Assignment: In the data below, find every line that has the string "RenderPayload", and copy it.

'''

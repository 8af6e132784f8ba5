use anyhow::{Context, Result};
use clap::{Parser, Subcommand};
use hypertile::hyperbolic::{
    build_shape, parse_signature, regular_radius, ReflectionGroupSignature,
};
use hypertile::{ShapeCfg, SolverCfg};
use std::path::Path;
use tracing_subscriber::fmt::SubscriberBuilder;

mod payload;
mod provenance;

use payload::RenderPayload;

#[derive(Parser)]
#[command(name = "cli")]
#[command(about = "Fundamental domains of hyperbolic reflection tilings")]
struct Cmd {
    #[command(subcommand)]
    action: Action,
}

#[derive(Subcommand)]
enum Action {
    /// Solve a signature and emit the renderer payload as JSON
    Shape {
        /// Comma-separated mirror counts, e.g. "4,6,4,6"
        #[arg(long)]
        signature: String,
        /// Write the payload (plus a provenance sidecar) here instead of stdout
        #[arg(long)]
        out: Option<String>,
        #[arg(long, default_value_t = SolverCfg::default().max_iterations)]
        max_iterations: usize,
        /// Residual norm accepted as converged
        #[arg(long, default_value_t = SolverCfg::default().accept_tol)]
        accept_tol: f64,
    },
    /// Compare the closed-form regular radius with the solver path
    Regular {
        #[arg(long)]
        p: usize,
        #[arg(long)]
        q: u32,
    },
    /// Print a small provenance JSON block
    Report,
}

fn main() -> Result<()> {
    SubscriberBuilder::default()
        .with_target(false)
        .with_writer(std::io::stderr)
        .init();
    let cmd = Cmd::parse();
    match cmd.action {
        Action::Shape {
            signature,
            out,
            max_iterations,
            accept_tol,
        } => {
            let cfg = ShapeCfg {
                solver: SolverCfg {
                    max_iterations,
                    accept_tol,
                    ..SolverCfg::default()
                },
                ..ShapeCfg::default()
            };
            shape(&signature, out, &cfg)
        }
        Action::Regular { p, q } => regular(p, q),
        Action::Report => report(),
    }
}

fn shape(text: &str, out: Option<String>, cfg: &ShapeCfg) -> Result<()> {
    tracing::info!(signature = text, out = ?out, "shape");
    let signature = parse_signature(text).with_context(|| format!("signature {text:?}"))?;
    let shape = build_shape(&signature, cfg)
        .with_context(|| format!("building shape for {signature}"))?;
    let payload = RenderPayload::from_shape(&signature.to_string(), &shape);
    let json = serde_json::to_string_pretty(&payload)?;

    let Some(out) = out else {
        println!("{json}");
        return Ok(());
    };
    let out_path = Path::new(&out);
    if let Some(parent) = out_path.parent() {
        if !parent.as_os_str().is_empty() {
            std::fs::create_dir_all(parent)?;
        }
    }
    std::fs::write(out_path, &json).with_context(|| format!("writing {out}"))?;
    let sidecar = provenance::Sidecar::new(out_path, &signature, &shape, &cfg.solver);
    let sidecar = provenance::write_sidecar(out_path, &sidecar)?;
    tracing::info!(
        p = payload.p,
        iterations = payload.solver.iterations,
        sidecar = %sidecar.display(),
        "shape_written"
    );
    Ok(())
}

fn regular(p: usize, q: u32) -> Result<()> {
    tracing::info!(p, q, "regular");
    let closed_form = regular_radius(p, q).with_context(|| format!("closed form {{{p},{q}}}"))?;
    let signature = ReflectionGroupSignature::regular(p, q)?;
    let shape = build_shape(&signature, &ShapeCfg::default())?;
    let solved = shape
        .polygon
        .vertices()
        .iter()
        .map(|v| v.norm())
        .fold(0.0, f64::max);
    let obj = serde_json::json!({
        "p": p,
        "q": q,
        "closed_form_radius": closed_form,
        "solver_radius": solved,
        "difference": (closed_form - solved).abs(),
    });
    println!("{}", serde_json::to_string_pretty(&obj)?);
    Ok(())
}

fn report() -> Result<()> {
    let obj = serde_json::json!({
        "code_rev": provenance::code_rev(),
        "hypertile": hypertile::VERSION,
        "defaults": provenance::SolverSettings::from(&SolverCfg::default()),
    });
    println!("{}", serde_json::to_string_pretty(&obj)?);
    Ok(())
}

'''

Written answer:
use payload::RenderPayload;
    let payload = RenderPayload::from_shape(&signature.to_string(), &shape);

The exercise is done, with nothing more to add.